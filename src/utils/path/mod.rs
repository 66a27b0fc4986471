//! Path and URL utilities.
//!
//! Pure functions for path manipulation. No side effects.
//!
//! - [`fs`]: Filesystem path normalization (`normalize_path`, `to_vault_key`)
//! - [`route`]: URL utilities (`is_external_link`, `split_path_fragment`, `strip_relative_markers`)
//! - [`slug`]: Slugification (`slugify`, `slugify_path`)

pub mod fs;
pub mod route;
pub mod slug;

pub use fs::{normalize_path, to_vault_key};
....................
> [Assignment]: A reply that repeats all the data exactly is required.

> [Exercise result]:
filename src/utils/path/mod.rs
repository 66a27b0fc4986471
//! Path and URL utilities.
//!
//! Pure functions for path manipulation. No side effects.
//!
//! - [`fs`]: Filesystem path normalization (`normalize_path`, `to_vault_key`)
//! - [`route`]: URL utilities (`is_external_link`, `split_path_fragment`, `strip_relative_markers`)
//! - [`slug`]: Slugification (`slugify`, `slugify_path`)

pub mod fs;
pub mod route;
pub mod slug;

pub use fs::{normalize_path, to_vault_key};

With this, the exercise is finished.